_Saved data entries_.
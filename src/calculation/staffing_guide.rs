//! Scheduled headcount by position for a costed week.

use std::collections::{BTreeMap, BTreeSet, HashMap};

use chrono::Weekday;
use rust_decimal::Decimal;

use crate::models::{
    DailyStaffing, Employee, ScheduleWeek, ShiftCostEntry, StaffingGuide, UNASSIGNED_POSITION,
};

/// Counts the staff scheduled per position on every open date of `week`.
///
/// Only entries with worked hours count. Open dates with nobody scheduled
/// still get a row, with every position at zero. Entries for employees not
/// in `employees` are ignored.
///
/// # Examples
///
/// ```
/// use labor_cost_engine::calculation::{allocate, build_staffing_guide, parse_shift};
/// use labor_cost_engine::models::{Employee, ScheduleWeek, WeekAssignments, WeeklyAssignment};
/// use chrono::NaiveDate;
/// use rust_decimal::Decimal;
///
/// let monday = NaiveDate::from_ymd_opt(2025, 3, 3).unwrap();
/// let mut chef = Employee::hourly("emp_002", Decimal::from(22));
/// chef.position = "Chef".to_string();
///
/// let mut assignment = WeeklyAssignment::new("emp_002");
/// assignment.insert(monday, parse_shift("9am-5pm", "CLOSED").shift);
/// let mut week = WeekAssignments::new();
/// week.insert("emp_002".to_string(), assignment);
///
/// let employees = vec![chef];
/// let result = allocate(&week, &employees, Decimal::from(25));
/// let guide = build_staffing_guide(
///     &ScheduleWeek::starting(monday),
///     &result.shift_costs,
///     &employees,
///     &[],
/// );
///
/// assert_eq!(guide.headcount(monday, "Chef"), 1);
/// assert_eq!(guide.days.len(), 7);
/// ```
pub fn build_staffing_guide(
    week: &ScheduleWeek,
    shift_costs: &[ShiftCostEntry],
    employees: &[Employee],
    closed_days: &[Weekday],
) -> StaffingGuide {
    let mut positions_by_id: HashMap<&str, &str> = HashMap::with_capacity(employees.len());
    for employee in employees {
        let position = match employee.position.trim() {
            "" => UNASSIGNED_POSITION,
            position => position,
        };
        positions_by_id.entry(employee.id.as_str()).or_insert(position);
    }

    let worked: Vec<(&ShiftCostEntry, &str)> = shift_costs
        .iter()
        .filter(|e| e.hours > Decimal::ZERO && week.contains_date(e.date))
        .filter_map(|e| {
            positions_by_id
                .get(e.employee_id.as_str())
                .map(|position| (e, *position))
        })
        .collect();

    let positions: BTreeSet<&str> = worked.iter().map(|(_, position)| *position).collect();

    let days = week
        .open_dates(closed_days)
        .into_iter()
        .map(|date| {
            let mut headcount: BTreeMap<String, u32> =
                positions.iter().map(|p| (p.to_string(), 0)).collect();
            for (_, position) in worked.iter().filter(|(e, _)| e.date == date) {
                *headcount.entry(position.to_string()).or_default() += 1;
            }
            DailyStaffing {
                date,
                total_staff: headcount.values().sum(),
                headcount,
            }
        })
        .collect();

    StaffingGuide {
        positions: positions.into_iter().map(str::to_string).collect(),
        days,
    }
}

_Exercise description_. How many lines above include the word "chrono"? Answer with the number alone.

_Exercise answer_. 2